ABOUT THIS TASK - Please copy each line of the records below that holds the word "ParsedRobots".

(Stored data entries)
########

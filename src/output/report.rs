//! Text crawl report
//!
//! Aggregates a statistics snapshot into the figures crawl operators look at:
//! fetch success, outlink and scope counts, and histograms of status codes,
//! file sizes and content types.

use crate::output::traits::{OutputHandler, OutputResult};
use crate::output::CrawlStatsSnapshot;
use crate::url::UrlScope;
use chrono::Utc;
use std::collections::BTreeMap;
use std::fmt::Write as _;
use std::fs;
use std::path::{Path, PathBuf};

const KB: u64 = 1024;
const MB: u64 = 1024 * 1024;

/// Labels of the file size buckets, smallest first
pub const SIZE_BUCKETS: [&str; 5] = ["< 1KB", "1KB ~ <10KB", "10KB ~ <100KB", "100KB ~ <1MB", ">= 1MB"];

/// Returns the size bucket index for a body of `bytes` bytes
pub fn size_bucket(bytes: u64) -> usize {
    match bytes {
        b if b < KB => 0,
        b if b < 10 * KB => 1,
        b if b < 100 * KB => 2,
        b if b < MB => 3,
        _ => 4,
    }
}

/// Aggregated crawl figures
#[derive(Debug, Clone, Default, PartialEq, Eq)]
pub struct CrawlReport {
    pub fetches_attempted: usize,
    pub fetches_succeeded: usize,
    pub fetches_failed: usize,

    /// Sum of per-page outlink counts
    pub total_urls_extracted: u64,
    pub unique_urls: usize,
    pub unique_urls_within: usize,
    pub unique_urls_outside: usize,

    /// Status code -> count, ascending by code
    pub status_codes: BTreeMap<u16, usize>,
    /// Counts per [`SIZE_BUCKETS`] entry
    pub file_sizes: [usize; 5],
    /// Content type -> count, lexicographic
    pub content_types: BTreeMap<String, usize>,
}

impl CrawlReport {
    pub fn from_snapshot(snapshot: &CrawlStatsSnapshot) -> Self {
        let mut report = Self {
            fetches_attempted: snapshot.fetches.len(),
            unique_urls: snapshot.urls.len(),
            ..Self::default()
        };

        for fetch in &snapshot.fetches {
            if (200..300).contains(&fetch.status) {
                report.fetches_succeeded += 1;
            }
            *report.status_codes.entry(fetch.status).or_insert(0) += 1;
        }
        report.fetches_failed = report.fetches_attempted - report.fetches_succeeded;

        for visit in &snapshot.visits {
            report.total_urls_extracted += visit.outlinks as u64;
            report.file_sizes[size_bucket(visit.size)] += 1;
            *report
                .content_types
                .entry(visit.content_type.clone())
                .or_insert(0) += 1;
        }

        for url in &snapshot.urls {
            match url.scope {
                UrlScope::InScope => report.unique_urls_within += 1,
                UrlScope::OutOfScope => report.unique_urls_outside += 1,
            }
        }

        report
    }

    /// Renders the report as plain text
    pub fn render(&self, header: &ReportHeader) -> String {
        let mut out = String::new();

        let _ = writeln!(out, "Site crawled: {}", header.site_label);
        let _ = writeln!(out, "Number of workers: {}", header.worker_count);
        if let Some(hash) = &header.config_hash {
            let _ = writeln!(out, "Config hash: {}", hash);
        }
        let _ = writeln!(out, "Generated: {}", Utc::now().format("%Y-%m-%d %H:%M:%S UTC"));
        out.push('\n');

        section(&mut out, "Fetch Statistics");
        let _ = writeln!(out, "# fetches attempted: {}", self.fetches_attempted);
        let _ = writeln!(out, "# fetches succeeded: {}", self.fetches_succeeded);
        let _ = writeln!(out, "# fetches failed or aborted: {}", self.fetches_failed);
        out.push('\n');

        section(&mut out, "Outgoing URLs:");
        let _ = writeln!(out, "Total URLs extracted: {}", self.total_urls_extracted);
        let _ = writeln!(out, "# unique URLs extracted: {}", self.unique_urls);
        let _ = writeln!(out, "# unique URLs within site: {}", self.unique_urls_within);
        let _ = writeln!(out, "# unique URLs outside site: {}", self.unique_urls_outside);
        out.push('\n');

        section(&mut out, "Status Codes:");
        for (code, count) in &self.status_codes {
            let _ = writeln!(out, "{}: {}", code, count);
        }
        out.push('\n');

        section(&mut out, "File Sizes:");
        for (label, count) in SIZE_BUCKETS.iter().zip(self.file_sizes) {
            let _ = writeln!(out, "{}: {}", label, count);
        }
        out.push('\n');

        section(&mut out, "Content Types:");
        for (content_type, count) in &self.content_types {
            let _ = writeln!(out, "{}: {}", content_type, count);
        }

        out
    }
}

fn section(out: &mut String, title: &str) {
    let _ = writeln!(out, "{}", title);
    let _ = writeln!(out, "{}", "=".repeat(title.len()));
}

/// Run metadata printed above the figures
#[derive(Debug, Clone)]
pub struct ReportHeader {
    pub site_label: String,
    pub worker_count: usize,
    pub config_hash: Option<String>,
}

/// Path of the report file for a site label
pub fn report_path(directory: impl AsRef<Path>, site_label: &str) -> PathBuf {
    directory
        .as_ref()
        .join(format!("CrawlReport_{}.txt", site_label))
}

/// Writes `CrawlReport_<label>.txt`
#[derive(Debug, Clone)]
pub struct ReportWriter {
    directory: PathBuf,
    header: ReportHeader,
}

impl ReportWriter {
    pub fn new(directory: impl Into<PathBuf>, header: ReportHeader) -> Self {
        Self {
            directory: directory.into(),
            header,
        }
    }

    pub fn path(&self) -> PathBuf {
        report_path(&self.directory, &self.header.site_label)
    }
}

impl OutputHandler for ReportWriter {
    fn name(&self) -> &str {
        "report"
    }

    fn emit(&self, snapshot: &CrawlStatsSnapshot) -> OutputResult<()> {
        let report = CrawlReport::from_snapshot(snapshot);
        fs::create_dir_all(&self.directory)?;
        fs::write(self.path(), report.render(&self.header))?;
        tracing::info!("Report written to {}", self.path().display());
        Ok(())
    }
}
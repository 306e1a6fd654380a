//! Crawl policy hooks
//!
//! The worker pool asks a [`CrawlPolicy`] whether to follow each discovered
//! link and reports every fetch and visit to it. [`StatsPolicy`] is the
//! default: it applies the scope rules and feeds the statistics tables.

use crate::crawler::classifier::{FetchOutcome, FetchStatus, PageContent};
use crate::crawler::frontier::UrlRecord;
use crate::output::StatsAggregator;
use crate::url::ScopePolicy;
use std::sync::Arc;
use url::Url;

/// Decisions and callbacks invoked by the worker pool
pub trait CrawlPolicy: Send + Sync {
    /// Called for every URL discovered on `from` (outlinks and redirect targets).
    /// Returning false keeps the URL out of the frontier.
    fn should_visit(&self, from: &UrlRecord, url: &Url) -> bool;

    /// Called after a 2xx response has been classified
    fn on_visit(&self, outcome: &FetchOutcome, content: &PageContent);

    /// Called once per fetch attempt with its final status
    fn on_status(&self, url: &Url, status: FetchStatus);
}

/// Scope-filtering policy that records all three statistics tables
#[derive(Debug, Clone)]
pub struct StatsPolicy {
    scope: ScopePolicy,
    stats: Arc<StatsAggregator>,
}

impl StatsPolicy {
    pub fn new(scope: ScopePolicy, stats: Arc<StatsAggregator>) -> Self {
        Self { scope, stats }
    }

    pub fn stats(&self) -> &Arc<StatsAggregator> {
        &self.stats
    }
}

impl CrawlPolicy for StatsPolicy {
    fn should_visit(&self, from: &UrlRecord, url: &Url) -> bool {
        let decision = self.scope.classify(url);
        self.stats.record_url(url, decision.scope());

        if !decision.is_eligible() {
            tracing::trace!(
                "Not following {} from {} (in_scope={}, excluded={})",
                url,
                from.url,
                decision.in_scope,
                decision.excluded
            );
        }
        decision.is_eligible()
    }

    fn on_visit(&self, outcome: &FetchOutcome, content: &PageContent) {
        if content.is_recordable() {
            self.stats.record_visit(outcome);
        }
    }

    fn on_status(&self, url: &Url, status: FetchStatus) {
        self.stats.record_fetch(url, status);
    }
}
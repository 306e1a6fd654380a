use crate::robots::CachedRobots;
use dashmap::DashMap;
use std::sync::Arc;
use tokio::sync::{Mutex, OnceCell};
use tokio::time::Instant;

/// Tracks the state of one host during crawling
///
/// Holds the earliest instant the next request to this host may start and the
/// host's robots.txt policy, fetched at most once per run.
#[derive(Debug)]
pub struct HostState {
    /// Host key (`host[:port]`)
    pub host: String,

    /// Earliest start time for the next request; `None` before the first one
    pub next_allowed: Mutex<Option<Instant>>,

    /// robots.txt policy, initialized by the first worker that needs it
    pub robots: OnceCell<CachedRobots>,
}

impl HostState {
    /// Creates state for a host that has not been contacted yet
    pub fn new(host: impl Into<String>) -> Self {
        Self {
            host: host.into(),
            next_allowed: Mutex::new(None),
            robots: OnceCell::new(),
        }
    }

    /// Returns the cached robots policy if it has been fetched
    pub fn cached_robots(&self) -> Option<&CachedRobots> {
        self.robots.get()
    }
}

/// Concurrent host key -> `HostState` map shared by the scheduler and robots filter
#[derive(Debug, Default)]
pub struct HostStateTable {
    hosts: DashMap<String, Arc<HostState>>,
}

impl HostStateTable {
    pub fn new() -> Self {
        Self::default()
    }

    /// Returns the state for `host`, creating it on first use
    ///
    /// The `Arc` is cloned out so no map shard lock is held by the caller.
    pub fn get_or_create(&self, host: &str) -> Arc<HostState> {
        if let Some(existing) = self.hosts.get(host) {
            return Arc::clone(existing.value());
        }
        self.hosts
            .entry(host.to_string())
            .or_insert_with(|| Arc::new(HostState::new(host)))
            .value()
            .clone()
    }

    /// Number of hosts contacted so far
    pub fn len(&self) -> usize {
        self.hosts.len()
    }

    pub fn is_empty(&self) -> bool {
        self.hosts.is_empty()
    }
}

#[cfg(test)]
mod tests {
    use super::*;
    use crate::robots::ParsedRobots;

    #[test]
    fn test_new_host_state() {
        let state = HostState::new("example.com");
        assert_eq!(state.host, "example.com");
        assert!(state.cached_robots().is_none());
    }

    #[test]
    fn test_get_or_create_returns_same_entry() {
        let table = HostStateTable::new();
        let a = table.get_or_create("example.com");
        let b = table.get_or_create("example.com");
        assert!(Arc::ptr_eq(&a, &b));
        assert_eq!(table.len(), 1);
    }

    #[test]
    fn test_distinct_hosts() {
        let table = HostStateTable::new();
        table.get_or_create("a.example.com");
        table.get_or_create("b.example.com");
        table.get_or_create("127.0.0.1:8080");
        assert_eq!(table.len(), 3);
        assert_eq!(table.get_or_create("127.0.0.1:8080").host, "127.0.0.1:8080");
        assert_eq!(table.len(), 3);
    }

    #[tokio::test]
    async fn test_next_allowed_starts_empty() {
        let state = HostState::new("example.com");
        assert!(state.next_allowed.lock().await.is_none());

        let now = Instant::now();
        *state.next_allowed.lock().await = Some(now);
        assert_eq!(*state.next_allowed.lock().await, Some(now));
    }

    #[tokio::test]
    async fn test_robots_initialized_once() {
        let state = HostState::new("example.com");
        let first = state
            .robots
            .get_or_init(|| async { CachedRobots::new(ParsedRobots::from_content("User-agent: *\nDisallow: /")) })
            .await;
        assert!(!first.is_allowed("https://example.com/page", "TestBot"));

        let second = state
            .robots
            .get_or_init(|| async { CachedRobots::new(ParsedRobots::allow_all()) })
            .await;
        assert!(!second.is_allowed("https://example.com/page", "TestBot"));
    }
}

########

PROBLEM SOLUTION -
    use crate::robots::ParsedRobots;
            .get_or_init(|| async { CachedRobots::new(ParsedRobots::from_content("User-agent: *\nDisallow: /")) })
            .get_or_init(|| async { CachedRobots::new(ParsedRobots::allow_all()) })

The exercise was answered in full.